• [Aim of the exercise] The word "payload" occurs in some of the lines below; copy each of those lines.

• [The input]
━━━━━━━━
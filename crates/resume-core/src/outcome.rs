// SPDX-License-Identifier: (MIT OR Apache-2.0)
//! Two-case outcome carried across suspension points.
//!
//! Backends with a native result type map onto it directly (the promise
//! backend uses `Result<A, Failure>`). `Outcome` exists for backends that
//! want a dedicated type, and converts losslessly to and from `Result`.

use std::any::Any;
use std::error::Error as StdError;
use std::panic::{self, AssertUnwindSafe};
use std::sync::Arc;

use thiserror::Error;

/// Why a computation did not produce a value.
///
/// Cloneable so one resolved handle can hand the same failure to every
/// observer.
#[derive(Debug, Clone, Error)]
pub enum Failure {
    /// The evaluated expression panicked.
    #[error("evaluation panicked: {message}")]
    Panicked { message: String },

    /// An application error wrapped into a failure outcome.
    #[error("{0}")]
    Raised(Arc<dyn StdError + Send + Sync + 'static>),

    /// Designated failure for backends that resolve a handle early when
    /// the work behind it is cancelled.
    #[error("computation was cancelled")]
    Cancelled,
}

impl Failure {
    pub fn panicked(message: impl Into<String>) -> Self {
        Failure::Panicked {
            message: message.into(),
        }
    }

    pub fn raised<E>(error: E) -> Self
    where
        E: StdError + Send + Sync + 'static,
    {
        Failure::Raised(Arc::new(error))
    }

    /// Convert a payload caught by `catch_unwind`.
    pub fn from_panic(payload: Box<dyn Any + Send>) -> Self {
        let message = if let Some(s) = payload.downcast_ref::<&str>() {
            s.to_string()
        } else if let Some(s) = payload.downcast_ref::<String>() {
            s.clone()
        } else {
            "unknown panic".to_string()
        };
        Failure::Panicked { message }
    }

    pub fn is_panic(&self) -> bool {
        matches!(self, Failure::Panicked { .. })
    }

    /// The wrapped application error, if it is an `E`.
    pub fn downcast_ref<E: StdError + 'static>(&self) -> Option<&E> {
        match self {
            Failure::Raised(err) => err.downcast_ref::<E>(),
            _ => None,
        }
    }
}

/// Equivalence, not identity: two raised errors are equal when they are the
/// same allocation or render the same message.
impl PartialEq for Failure {
    fn eq(&self, other: &Self) -> bool {
        match (self, other) {
            (Failure::Panicked { message: a }, Failure::Panicked { message: b }) => a == b,
            (Failure::Raised(a), Failure::Raised(b)) => {
                Arc::ptr_eq(a, b) || a.to_string() == b.to_string()
            }
            (Failure::Cancelled, Failure::Cancelled) => true,
            _ => false,
        }
    }
}

/// Run `f`, turning a panic into `Failure::Panicked`.
///
/// The panic never crosses this boundary; callers see a plain `Result`.
pub fn catch_panic<A, F>(f: F) -> Result<A, Failure>
where
    F: FnOnce() -> A,
{
    panic::catch_unwind(AssertUnwindSafe(f)).map_err(Failure::from_panic)
}

/// Success with a value, or failure with a `Failure`. Immutable once built.
#[derive(Debug, Clone, PartialEq)]
pub enum Outcome<A> {
    Success(A),
    Failure(Failure),
}

impl<A> Outcome<A> {
    pub fn is_success(&self) -> bool {
        matches!(self, Outcome::Success(_))
    }

    pub fn is_failure(&self) -> bool {
        matches!(self, Outcome::Failure(_))
    }

    /// Hand the value back, or re-enter native propagation with the failure.
    pub fn get(self) -> Result<A, Failure> {
        self.into_result()
    }

    pub fn failure(&self) -> Option<&Failure> {
        match self {
            Outcome::Failure(f) => Some(f),
            Outcome::Success(_) => None,
        }
    }

    pub fn map<B, F: FnOnce(A) -> B>(self, f: F) -> Outcome<B> {
        match self {
            Outcome::Success(v) => Outcome::Success(f(v)),
            Outcome::Failure(e) => Outcome::Failure(e),
        }
    }

    pub fn into_result(self) -> Result<A, Failure> {
        match self {
            Outcome::Success(v) => Ok(v),
            Outcome::Failure(e) => Err(e),
        }
    }
}

impl<A> From<Result<A, Failure>> for Outcome<A> {
    fn from(result: Result<A, Failure>) -> Self {
        match result {
            Ok(v) => Outcome::Success(v),
            Err(e) => Outcome::Failure(e),
        }
    }
}

impl<A> From<Outcome<A>> for Result<A, Failure> {
    fn from(outcome: Outcome<A>) -> Self {
        outcome.into_result()
    }
}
━━━━━━━━
• [The answer]
    /// Convert a payload caught by `catch_unwind`.
    pub fn from_panic(payload: Box<dyn Any + Send>) -> Self {
        let message = if let Some(s) = payload.downcast_ref::<&str>() {
        } else if let Some(s) = payload.downcast_ref::<String>() {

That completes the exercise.